- [Exercise goal]
The answer must consist of every line below containing "Resolve".

- [Information given]
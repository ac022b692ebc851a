#![forbid(unsafe_code)]

//! Signature verification: RSA PKCS#1 v1.5 and ECDSA over P-256/P-384.
//!
//! XML-DSig encodes ECDSA signatures as the fixed-width concatenation
//! `r || s`, while X.509 certificates use a DER `SEQUENCE { r, s }`.
//! [`SignatureMethod::verify`] and [`SignatureMethod::verify_der`] cover
//! the two encodings.

use islogin_core::{algorithm, Error};
use signature::hazmat::PrehashVerifier;

use crate::digest::DigestMethod;

const RSA_ENCRYPTION: &str = "1.2.840.113549.1.1.1";
const EC_PUBLIC_KEY: &str = "1.2.840.10045.2.1";
const SECP256R1: &str = "1.2.840.10045.3.1.7";
const SECP384R1: &str = "1.3.132.0.34";

/// A public key taken from a certificate.
#[derive(Debug, Clone)]
pub enum PublicKey {
    Rsa(rsa::RsaPublicKey),
    EcP256(p256::ecdsa::VerifyingKey),
    EcP384(p384::ecdsa::VerifyingKey),
}

impl PublicKey {
    /// Decode a DER `SubjectPublicKeyInfo`.
    pub fn from_spki_der(der: &[u8]) -> Result<Self, Error> {
        use der::Decode;
        use spki::DecodePublicKey;

        let info = spki::SubjectPublicKeyInfoRef::from_der(der)
            .map_err(|e| Error::CertificateMalformed(format!("invalid public key info: {e}")))?;
        let malformed = |e: spki::Error| Error::CertificateMalformed(format!("invalid public key: {e}"));

        match info.algorithm.oid.to_string().as_str() {
            RSA_ENCRYPTION => rsa::RsaPublicKey::from_public_key_der(der)
                .map(Self::Rsa)
                .map_err(malformed),
            EC_PUBLIC_KEY => {
                let curve = info
                    .algorithm
                    .parameters_oid()
                    .map_err(|e| Error::CertificateMalformed(format!("EC key without curve: {e}")))?;
                match curve.to_string().as_str() {
                    SECP256R1 => p256::ecdsa::VerifyingKey::from_public_key_der(der)
                        .map(Self::EcP256)
                        .map_err(malformed),
                    SECP384R1 => p384::ecdsa::VerifyingKey::from_public_key_der(der)
                        .map(Self::EcP384)
                        .map_err(malformed),
                    other => Err(Error::CertificateMalformed(format!(
                        "unsupported elliptic curve: {other}"
                    ))),
                }
            }
            other => Err(Error::CertificateMalformed(format!(
                "unsupported public key algorithm: {other}"
            ))),
        }
    }

    pub fn name(&self) -> &'static str {
        match self {
            Self::Rsa(_) => "RSA",
            Self::EcP256(_) => "EC P-256",
            Self::EcP384(_) => "EC P-384",
        }
    }

    fn family(&self) -> KeyFamily {
        match self {
            Self::Rsa(_) => KeyFamily::Rsa,
            Self::EcP256(_) | Self::EcP384(_) => KeyFamily::Ecdsa,
        }
    }
}

#[derive(Debug, Clone, Copy, PartialEq, Eq)]
pub enum KeyFamily {
    Rsa,
    Ecdsa,
}

#[derive(Debug, Clone, Copy, PartialEq, Eq)]
enum EcEncoding {
    /// XML-DSig `r || s`
    Concatenated,
    /// X.509 DER `SEQUENCE`
    Der,
}

/// A signature algorithm: key family plus digest.
#[derive(Debug, Clone, Copy, PartialEq, Eq)]
pub struct SignatureMethod {
    pub family: KeyFamily,
    pub digest: DigestMethod,
}

impl SignatureMethod {
    /// Resolve a `SignatureMethod/@Algorithm` URI.
    pub fn from_uri(uri: &str) -> Result<Self, Error> {
        let (family, digest) = match uri {
            algorithm::RSA_SHA1 => (KeyFamily::Rsa, DigestMethod::Sha1),
            algorithm::RSA_SHA256 => (KeyFamily::Rsa, DigestMethod::Sha256),
            algorithm::RSA_SHA384 => (KeyFamily::Rsa, DigestMethod::Sha384),
            algorithm::RSA_SHA512 => (KeyFamily::Rsa, DigestMethod::Sha512),
            algorithm::ECDSA_SHA1 => (KeyFamily::Ecdsa, DigestMethod::Sha1),
            algorithm::ECDSA_SHA256 => (KeyFamily::Ecdsa, DigestMethod::Sha256),
            algorithm::ECDSA_SHA384 => (KeyFamily::Ecdsa, DigestMethod::Sha384),
            algorithm::ECDSA_SHA512 => (KeyFamily::Ecdsa, DigestMethod::Sha512),
            _ => {
                return Err(Error::SignatureInvalid(format!(
                    "unsupported signature algorithm: {uri}"
                )))
            }
        };
        Ok(Self { family, digest })
    }

    /// Resolve an X.509 `signatureAlgorithm` OID.
    pub fn from_oid(oid: &str) -> Option<Self> {
        let (family, digest) = match oid {
            "1.2.840.113549.1.1.5" => (KeyFamily::Rsa, DigestMethod::Sha1),
            "1.2.840.113549.1.1.11" => (KeyFamily::Rsa, DigestMethod::Sha256),
            "1.2.840.113549.1.1.12" => (KeyFamily::Rsa, DigestMethod::Sha384),
            "1.2.840.113549.1.1.13" => (KeyFamily::Rsa, DigestMethod::Sha512),
            "1.2.840.10045.4.1" => (KeyFamily::Ecdsa, DigestMethod::Sha1),
            "1.2.840.10045.4.3.2" => (KeyFamily::Ecdsa, DigestMethod::Sha256),
            "1.2.840.10045.4.3.3" => (KeyFamily::Ecdsa, DigestMethod::Sha384),
            "1.2.840.10045.4.3.4" => (KeyFamily::Ecdsa, DigestMethod::Sha512),
            _ => return None,
        };
        Some(Self { family, digest })
    }

    /// Verify an XML-DSig `SignatureValue` over `data`.
    pub fn verify(&self, key: &PublicKey, data: &[u8], sig: &[u8]) -> Result<(), Error> {
        self.verify_encoded(key, data, sig, EcEncoding::Concatenated)
    }

    /// Verify an X.509 certificate signature over the DER `tbsCertificate`.
    pub fn verify_der(&self, key: &PublicKey, data: &[u8], sig: &[u8]) -> Result<(), Error> {
        self.verify_encoded(key, data, sig, EcEncoding::Der)
    }

    fn verify_encoded(
        &self,
        key: &PublicKey,
        data: &[u8],
        sig: &[u8],
        encoding: EcEncoding,
    ) -> Result<(), Error> {
        if key.family() != self.family {
            return Err(Error::SignatureInvalid(format!(
                "{:?} signature cannot be checked with an {} key",
                self.family,
                key.name()
            )));
        }
        let hashed = self.digest.compute(data);

        macro_rules! verify_ecdsa {
            ($curve:ident, $vk:expr) => {{
                let sig = match encoding {
                    EcEncoding::Concatenated => $curve::ecdsa::Signature::from_slice(sig),
                    EcEncoding::Der => $curve::ecdsa::Signature::from_der(sig),
                }
                .map_err(|e| Error::SignatureInvalid(format!("malformed ECDSA signature: {e}")))?;
                $vk.verify_prehash(&hashed, &sig)
                    .map_err(|_| Error::SignatureInvalid("ECDSA signature does not verify".into()))
            }};
        }

        match key {
            PublicKey::Rsa(pk) => pk
                .verify(self.digest.pkcs1v15(), &hashed, sig)
                .map_err(|_| Error::SignatureInvalid("RSA signature does not verify".into())),
            PublicKey::EcP256(vk) => verify_ecdsa!(p256, vk),
            // A P-384 prehash must be at least half the field size.
            PublicKey::EcP384(_) if self.digest == DigestMethod::Sha1 => Err(Error::SignatureInvalid(
                "SHA-1 is too short for ECDSA over P-384".into(),
            )),
            PublicKey::EcP384(vk) => verify_ecdsa!(p384, vk),
        }
    }
}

- [The completed task]
    /// Resolve a `SignatureMethod/@Algorithm` URI.
    /// Resolve an X.509 `signatureAlgorithm` OID.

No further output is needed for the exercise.